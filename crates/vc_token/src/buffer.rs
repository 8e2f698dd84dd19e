use alloc::string::String;
use alloc::vec::Vec;

use crate::{StreamError, Token, TokenKind, TokenSink, TokenStream};

// -----------------------------------------------------------------------------
// TokenBuffer

/// An in-memory [`TokenSink`] whose content can be replayed as a stream.
///
/// Used to hold tokens that were read ahead of time, e.g. the fields that
/// precede a type id property in a polymorphic object.
///
/// # Examples
///
/// ```
/// use vc_token::{Token, TokenBuffer, TokenSink};
///
/// let mut buffer = TokenBuffer::new();
/// buffer.write_start_object().unwrap();
/// buffer.write_field_name("a").unwrap();
/// buffer.write_bool(true).unwrap();
/// buffer.write_end_object().unwrap();
///
/// assert_eq!(buffer.len(), 4);
/// assert_eq!(buffer.tokens()[1], Token::FieldName("a".into()));
/// ```
#[derive(Debug, Clone, Default, PartialEq)]
pub struct TokenBuffer {
    tokens: Vec<Token>,
    // `true` for an open object, `false` for an open array.
    open: Vec<bool>,
}

impl TokenBuffer {
    /// Creates an empty buffer.
    #[inline]
    pub const fn new() -> Self {
        Self {
            tokens: Vec::new(),
            open: Vec::new(),
        }
    }

    /// Number of buffered tokens.
    #[inline]
    pub fn len(&self) -> usize {
        self.tokens.len()
    }

    #[inline]
    pub fn is_empty(&self) -> bool {
        self.tokens.is_empty()
    }

    /// Returns `true` when every opened container has been closed.
    #[inline]
    pub fn is_balanced(&self) -> bool {
        self.open.is_empty()
    }

    #[inline]
    pub fn tokens(&self) -> &[Token] {
        &self.tokens
    }

    #[inline]
    pub fn into_tokens(self) -> Vec<Token> {
        self.tokens
    }

    /// Turns the buffer into a stream positioned before its first token.
    #[inline]
    pub fn into_stream(self) -> BufferStream {
        BufferStream::new(self.tokens)
    }

    /// Appends the current token of `stream` and, for a container start,
    /// everything up to and including its matching end token.
    ///
    /// On return the stream is positioned on the last copied token.
    pub fn copy_current_structure<S: TokenStream + ?Sized>(
        &mut self,
        stream: &mut S,
    ) -> Result<(), StreamError> {
        let first = stream.current().cloned().ok_or(StreamError::NoCurrentToken)?;
        let nested = first.kind().is_struct_start();
        self.write_token(&first)?;
        if !nested {
            return Ok(());
        }

        let mut depth = 1usize;
        while depth > 0 {
            let kind = stream.expect_next()?;
            if kind.is_struct_start() {
                depth += 1;
            } else if kind.is_struct_end() {
                depth -= 1;
            }
            let token = stream.current().cloned().ok_or(StreamError::NoCurrentToken)?;
            self.write_token(&token)?;
        }
        Ok(())
    }

    fn close(&mut self, object: bool) -> Result<(), StreamError> {
        match self.open.pop() {
            Some(open) if open == object => Ok(()),
            Some(_) => Err(StreamError::Unbalanced("mismatched container end")),
            None => Err(StreamError::Unbalanced("container end without start")),
        }
    }
}

impl TokenSink for TokenBuffer {
    fn write_start_object(&mut self) -> Result<(), StreamError> {
        self.open.push(true);
        self.tokens.push(Token::StartObject);
        Ok(())
    }

    fn write_end_object(&mut self) -> Result<(), StreamError> {
        self.close(true)?;
        self.tokens.push(Token::EndObject);
        Ok(())
    }

    fn write_start_array(&mut self) -> Result<(), StreamError> {
        self.open.push(false);
        self.tokens.push(Token::StartArray);
        Ok(())
    }

    fn write_end_array(&mut self) -> Result<(), StreamError> {
        self.close(false)?;
        self.tokens.push(Token::EndArray);
        Ok(())
    }

    fn write_field_name(&mut self, name: &str) -> Result<(), StreamError> {
        if self.open.last() != Some(&true) {
            return Err(StreamError::Unbalanced("field name outside of an object"));
        }
        self.tokens.push(Token::FieldName(String::from(name)));
        Ok(())
    }

    #[inline]
    fn write_string(&mut self, value: &str) -> Result<(), StreamError> {
        self.tokens.push(Token::String(String::from(value)));
        Ok(())
    }

    #[inline]
    fn write_int(&mut self, value: i64) -> Result<(), StreamError> {
        self.tokens.push(Token::Int(value));
        Ok(())
    }

    #[inline]
    fn write_float(&mut self, value: f64) -> Result<(), StreamError> {
        self.tokens.push(Token::Float(value));
        Ok(())
    }

    #[inline]
    fn write_bool(&mut self, value: bool) -> Result<(), StreamError> {
        self.tokens.push(Token::Bool(value));
        Ok(())
    }

    #[inline]
    fn write_null(&mut self) -> Result<(), StreamError> {
        self.tokens.push(Token::Null);
        Ok(())
    }

    #[inline]
    fn write_binary(&mut self, value: &[u8]) -> Result<(), StreamError> {
        self.tokens.push(Token::Embedded(value.to_vec()));
        Ok(())
    }
}

// -----------------------------------------------------------------------------
// BufferStream

/// A [`TokenStream`] over an owned token list.
#[derive(Debug, Clone)]
pub struct BufferStream {
    tokens: Vec<Token>,
    // `None` before the first `next_token`.
    cursor: Option<usize>,
}

impl BufferStream {
    /// Creates a stream positioned before the first token.
    #[inline]
    pub const fn new(tokens: Vec<Token>) -> Self {
        Self {
            tokens,
            cursor: None,
        }
    }

    /// Tokens not yet consumed, excluding the current one.
    #[inline]
    pub fn remaining(&self) -> &[Token] {
        let start = self.cursor.map_or(0, |c| c + 1);
        self.tokens.get(start..).unwrap_or(&[])
    }
}

impl TokenStream for BufferStream {
    fn next_token(&mut self) -> Result<Option<TokenKind>, StreamError> {
        let next = self.cursor.map_or(0, |c| c + 1);
        // Park one past the end so `current` reports nothing.
        self.cursor = Some(next.min(self.tokens.len()));
        Ok(self.tokens.get(next).map(Token::kind))
    }

    #[inline]
    fn current(&self) -> Option<&Token> {
        self.cursor.and_then(|c| self.tokens.get(c))
    }

    fn current_name(&self) -> Option<&str> {
        let cursor = self.cursor?;
        match self.tokens.get(cursor)? {
            Token::FieldName(name) => Some(name),
            _ => match cursor.checked_sub(1).and_then(|p| self.tokens.get(p)) {
                Some(Token::FieldName(name)) => Some(name),
                _ => None,
            },
        }
    }

    #[inline]
    fn position(&self) -> Option<usize> {
        self.cursor
    }
}

// -----------------------------------------------------------------------------
// ChainedStream

/// Replays a [`TokenBuffer`] and then continues with a live stream.
///
/// The chained stream starts positioned on the first buffered token. Once
/// the buffer is exhausted, `next_token` advances the live stream, which
/// keeps whatever position it had when the chain was created.
///
/// # Examples
///
/// ```
/// use vc_token::{ChainedStream, TokenBuffer, TokenKind, TokenSink, TokenStream};
///
/// let mut head = TokenBuffer::new();
/// head.write_start_array().unwrap();
///
/// let mut tail_buffer = TokenBuffer::new();
/// tail_buffer.write_int(1).unwrap();
/// tail_buffer.write_end_array().unwrap();
/// let mut tail = tail_buffer.into_stream();
///
/// let mut chained = ChainedStream::new(head, &mut tail).unwrap();
/// assert_eq!(chained.current_token(), Some(TokenKind::StartArray));
/// assert_eq!(chained.next_token().unwrap(), Some(TokenKind::ValueNumberInt));
/// assert_eq!(chained.next_token().unwrap(), Some(TokenKind::EndArray));
/// ```
pub struct ChainedStream<'a> {
    head: BufferStream,
    tail: &'a mut dyn TokenStream,
    in_head: bool,
}

impl<'a> ChainedStream<'a> {
    /// Chains `head` in front of `tail`.
    ///
    /// An empty head leaves the chain on the tail's current token.
    pub fn new(head: TokenBuffer, tail: &'a mut dyn TokenStream) -> Result<Self, StreamError> {
        let mut head = head.into_stream();
        let in_head = head.next_token()?.is_some();
        Ok(Self {
            head,
            tail,
            in_head,
        })
    }

    /// Returns `true` while buffered tokens are being replayed.
    #[inline]
    pub fn in_buffer(&self) -> bool {
        self.in_head
    }
}

impl TokenStream for ChainedStream<'_> {
    fn next_token(&mut self) -> Result<Option<TokenKind>, StreamError> {
        if self.in_head {
            if let Some(kind) = self.head.next_token()? {
                return Ok(Some(kind));
            }
            self.in_head = false;
        }
        self.tail.next_token()
    }

    #[inline]
    fn current(&self) -> Option<&Token> {
        if self.in_head {
            self.head.current()
        } else {
            self.tail.current()
        }
    }

    #[inline]
    fn current_name(&self) -> Option<&str> {
        if self.in_head {
            self.head.current_name()
        } else {
            self.tail.current_name()
        }
    }

    fn close(&mut self) -> Result<(), StreamError> {
        self.tail.close()
    }
}

// -----------------------------------------------------------------------------
// Tests

#[cfg(test)]
mod tests {
    use super::*;

    fn sample() -> TokenBuffer {
        let mut buffer = TokenBuffer::new();
        buffer.write_start_object().unwrap();
        buffer.write_field_name("list").unwrap();
        buffer.write_start_array().unwrap();
        buffer.write_int(1).unwrap();
        buffer.write_start_object().unwrap();
        buffer.write_end_object().unwrap();
        buffer.write_end_array().unwrap();
        buffer.write_field_name("flag").unwrap();
        buffer.write_bool(true).unwrap();
        buffer.write_end_object().unwrap();
        buffer
    }

    #[test]
    fn unbalanced_writes_are_rejected() {
        let mut buffer = TokenBuffer::new();
        assert!(buffer.write_field_name("x").is_err());
        buffer.write_start_array().unwrap();
        assert!(buffer.write_end_object().is_err());
    }

    #[test]
    fn skip_children_stops_on_matching_end() {
        let mut stream = sample().into_stream();
        stream.next_token().unwrap();
        stream.next_token().unwrap();
        assert_eq!(stream.next_token().unwrap(), Some(TokenKind::StartArray));
        stream.skip_children().unwrap();
        assert_eq!(stream.current_token(), Some(TokenKind::EndArray));
        assert_eq!(stream.next_token().unwrap(), Some(TokenKind::FieldName));
        assert_eq!(stream.current_name(), Some("flag"));
        stream.next_token().unwrap();
        assert_eq!(stream.current_name(), Some("flag"));
        assert!(stream.bool_value().unwrap());
    }

    #[test]
    fn copy_current_structure_copies_one_value() {
        let mut stream = sample().into_stream();
        for _ in 0..3 {
            stream.next_token().unwrap();
        }
        let mut copy = TokenBuffer::new();
        copy.copy_current_structure(&mut stream).unwrap();
        assert_eq!(copy.len(), 5);
        assert!(copy.is_balanced());
        assert_eq!(stream.current_token(), Some(TokenKind::EndArray));
    }

    #[test]
    fn exhausted_stream_has_no_current_token() {
        let mut stream = TokenBuffer::new().into_stream();
        assert_eq!(stream.next_token().unwrap(), None);
        assert_eq!(stream.current_token(), None);
        assert_eq!(stream.next_token().unwrap(), None);
    }

    #[test]
    fn chained_stream_with_empty_head_uses_tail() {
        let mut tail = sample().into_stream();
        tail.next_token().unwrap();
        let chained = ChainedStream::new(TokenBuffer::new(), &mut tail).unwrap();
        assert!(!chained.in_buffer());
        assert_eq!(chained.current_token(), Some(TokenKind::StartObject));
    }
}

= = =

Work task -
Check each line of the material for the word "Returns". Copy the ones that have it.

Output for this task -
    /// Returns `true` when every opened container has been closed.
    /// Returns `true` while buffered tokens are being replayed.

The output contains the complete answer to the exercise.